Die Tatsache, dass der Coach im Skype-Coaching, wenn auch nicht immer auf Westentaschenformat, so aber doch zumindest auf Bildschirmgröße schrumpft, wurde von allen Teilnehmern der Studie als ein signifikanter Unterschied zum Präsenz-Coaching empfunden. Licoppe und Morel (2012) prägen den Ausdruck „talking heads arrangement“ (Sprechende-Köpfe-Set-up), um den Standard-Modus einer Video-Kommunikation zu beschreiben, wo beide Teilnehmer auf dem Bildschirm in die Kamera schauen. Diese reduzierte Wahrnehmung hat Implikationen für die „Kommunikationsbandbreite“ (Bohannon et al., 2013, S. 137), die für die Coaching-Interaktion zur Verfügung steht: In einem nicht physischen Meeting sind die Sinneskanäle des Fühlens und Riechens per se ausgeschlossen.
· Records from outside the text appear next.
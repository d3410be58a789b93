//! Error types for the rating engine
//!
//! Library operations return the typed [`RatingError`] so callers can tell a
//! degenerate match set apart from a solver that failed to converge.
//! Application-level code (configuration loading, the CLI) wraps these in anyhow.

/// Result type alias for convenience
pub type Result<T> = std::result::Result<T, RatingError>;

/// Custom error types for specific rating scenarios
#[derive(Debug, Clone, PartialEq, thiserror::Error)]
pub enum RatingError {
    #[error("Invalid input: {reason}")]
    InvalidInput { reason: String },

    #[error("Volatility solver did not converge after {iterations} iterations")]
    Unconverged { iterations: u32 },

    #[error("Out of sequence: {reason}")]
    SequenceError { reason: String },

    #[error("Configuration error: {message}")]
    ConfigurationError { message: String },

    #[error("Player not found: {player_id}")]
    PlayerNotFound { player_id: String },

    #[error("Internal error: {message}")]
    InternalError { message: String },
}

impl RatingError {
    pub(crate) fn invalid(reason: impl Into<String>) -> Self {
        RatingError::InvalidInput {
            reason: reason.into(),
        }
    }
}

#[cfg(test)]
mod tests {
    use super::*;

    #[test]
    fn test_error_messages() {
        let err = RatingError::Unconverged { iterations: 42 };
        assert_eq!(
            err.to_string(),
            "Volatility solver did not converge after 42 iterations"
        );

        let err = RatingError::invalid("deviation must be positive");
        assert_eq!(err.to_string(), "Invalid input: deviation must be positive");
    }
}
Der rigide Set-up der Video-Begegnung reduziert zudem auch die Variabilität von Blick, Gestik und Haltung, die integrale Bestandteile des sichtbaren Verhaltens sind (Whittaker & O’Conaill, 1997).
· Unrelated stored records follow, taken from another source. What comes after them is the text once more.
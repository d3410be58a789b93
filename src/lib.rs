//! Glicko Engine - Glicko-2 skill ratings
//!
//! This crate computes rating, deviation and volatility updates with the
//! Glicko-2 method, including the iterative volatility solver, and processes
//! rating periods in two phases so that no update observes another player's
//! uncommitted values.

pub mod config;
pub mod error;
pub mod rating;
pub mod types;

// Re-export commonly used types and traits
pub use error::{RatingError, Result};
pub use types::*;

// Re-export key components
pub use config::GlickoConfig;
pub use rating::{
    Glicko2RatingCalculator, Match, PendingRating, Rating, RatingCalculator, RatingPeriod,
    StagedRating,
};

/// Library version
pub const VERSION: &str = env!("CARGO_PKG_VERSION");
Viele Teilnehmer berichteten, dass Skype-Coaching ihre Auswahl an Coaches vergrößert habe, da die geographische Entfernung keine Rolle spielt: „Ich habe lieber einen Profi über Skype als jemanden mit geringeren Fähigkeiten persönlich. Erst kommt die Qualität, dann das Medium.“ Mehrere Studienteilnehmer arbeiteten mit Coaches in anderen Ländern oder sogar Kontinenten. In diesem Sinne macht Video-Coaching den Coaching-Raum sicher größer als je zuvor. Doch die räumliche Begrenzung des Computerbildschirms bringt für einige Befragten auch einen Aspekt der Enge mit sich. Andere wiederum erlebten ein besonderes Gefühl der Freiheit, weil sie nicht mit einer anderen Person im selben Raum waren. Die physische Trennung führte einerseits zu Irritation und Verwirrung: „Ich wusste nicht mehr, in wessen Raum ich jetzt eigentlich bin. “ Andererseits erwuchs für einen Klienten ein besonderes Gefühl der Intimität daraus, in den Raum des Coachs „eingeladen“ zu werden.
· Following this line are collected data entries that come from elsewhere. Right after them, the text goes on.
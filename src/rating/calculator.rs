//! Rating calculator trait and the Glicko-2 implementation
//!
//! The calculator owns one [`GlickoConfig`] so callers do not need to thread
//! the tunables through every call.

use crate::config::GlickoConfig;
use crate::error::{RatingError, Result};
use crate::rating::glicko2::{expected_score, g, Match, PendingRating, Rating};
use crate::types::PlayerRating;
use tracing::debug;

/// Trait for computing rating updates
pub trait RatingCalculator: Send + Sync {
    /// Compute pending values for a player from one or more matches
    fn calculate_update(&self, rating: &Rating, matches: &[Match<'_>]) -> Result<PendingRating>;

    /// Compute pending values for a player who did not compete
    fn calculate_decay(&self, rating: &Rating) -> PendingRating;

    /// Get the initial rating for new players
    fn initial_rating(&self) -> Result<Rating>;

    /// Convert a rating to the display scale
    fn display(&self, rating: &Rating) -> PlayerRating;

    /// Get current configuration as JSON
    fn config(&self) -> serde_json::Value;

    /// Update configuration from JSON
    fn update_config(&mut self, config: serde_json::Value) -> Result<()>;
}

/// Glicko-2 rating calculator
#[derive(Debug, Clone)]
pub struct Glicko2RatingCalculator {
    config: GlickoConfig,
}

impl Default for Glicko2RatingCalculator {
    fn default() -> Self {
        Self {
            config: GlickoConfig::default(),
        }
    }
}

impl Glicko2RatingCalculator {
    /// Create a new Glicko-2 rating calculator
    pub fn new(config: GlickoConfig) -> Result<Self> {
        config.validate()?;

        Ok(Self { config })
    }

    pub fn glicko_config(&self) -> &GlickoConfig {
        &self.config
    }

    /// Build a rating from display-scale values
    pub fn rating_from_display(
        &self,
        rating: f64,
        deviation: f64,
        volatility: f64,
    ) -> Result<Rating> {
        Rating::from_display(rating, deviation, volatility, &self.config)
    }

    pub fn rating_from_player(&self, rating: &PlayerRating) -> Result<Rating> {
        Rating::from_player_rating(rating, &self.config)
    }

    /// Win probability of `rating` against `opponent`
    pub fn expected_score(&self, rating: &Rating, opponent: &Rating) -> f64 {
        expected_score(g(opponent.phi()), rating.mu(), opponent.mu())
    }
}

impl RatingCalculator for Glicko2RatingCalculator {
    fn calculate_update(&self, rating: &Rating, matches: &[Match<'_>]) -> Result<PendingRating> {
        let pending = rating.update(matches, &self.config)?;
        debug!(
            matches = matches.len(),
            mu = pending.mu,
            phi = pending.phi,
            sigma = pending.sigma,
            "computed pending rating"
        );
        Ok(pending)
    }

    fn calculate_decay(&self, rating: &Rating) -> PendingRating {
        rating.decay()
    }

    fn initial_rating(&self) -> Result<Rating> {
        Rating::new(&self.config)
    }

    fn display(&self, rating: &Rating) -> PlayerRating {
        rating.to_display(&self.config)
    }

    fn config(&self) -> serde_json::Value {
        serde_json::to_value(self.config).unwrap_or(serde_json::Value::Null)
    }

    fn update_config(&mut self, config: serde_json::Value) -> Result<()> {
        let new_config: GlickoConfig =
            serde_json::from_value(config).map_err(|e| RatingError::ConfigurationError {
                message: format!("Invalid Glicko configuration: {}", e),
            })?;

        new_config.validate()?;
        self.config = new_config;
        Ok(())
    }
}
Offensichtlich hängt die jeweilige Kontextualisierung der Interaktion im virtuellen Raum sehr von den Erwartungen und Vorerfahrungen der Beteiligten ab, woraus sich für den Coach eine Reihe von Gestaltungsmöglichkeiten ergibt.
Mit wachsender Breitbandabdeckung und der kontinuierlichen Weiterentwicklung von HD-Technologie wird der Einsatz von Video-Technologien im Coaching weiter zunehmen. Die Ergebnisse der vorliegenden Studie können Coaches, die mit Hilfe einer Webcam arbeiten, helfen, die Gestaltung ihrer Klientenbeziehung besser auf die Spezifika des Mediums einzustellen. Dies gilt auch für Führungskräfte mit virtuellen Teams und für Personaler, die in ihren Organisationen video-gestützte Coaching- und Mentoring-Systeme aufbauen. Insbesondere drei Aspekte lassen sich aus den Studienergebnissen als relevant für die Gestaltung der virtuellen Coach-Klienten-Beziehung ableiten.
(1) Information über die Technik ist essentiell: Klienten wissen nichts oder wenig von den Spezifika eines video-basierten Coachings, z.B. welche Auswirkungen die Positionierung der Kamera hat, welchen Bildausschnitt das Gegenüber sieht, welche technischen Schwierigkeiten auftauchen können. Hier ist eine ausführliche Vorabinformation unabdingbar.
(2) Vertrauen braucht Sichtbarkeit: Coaches sollten sich der möglichen Auswirkungen ihrer begrenzten Sichtbarkeit für Klienten bewusst sein und diese ggf. ansprechen bzw. durch entsprechende Positionierung vor der Kamera und körpersprachliche Signale – wie Hände zeigen – gegenwirken.
(3) Präsenz ist nicht gleich Telepräsenz: Der Coach auf dem Bildschirm ist klein, bewegungseingeschränkt und man kann ihn jederzeit „ausschalten“. Daher muss er sehr bewusst individuelle und medienadäquate Wege suchen und finden, seine Präsenz für den Klienten spürbar und erfahrbar zu machen.
Dieser Text basiert auf Deniers, Claudia (2019). Experiences of receiving career coaching via Skype, International Journal of Evidence Based Coaching and Mentoring, 1, S. 72–81.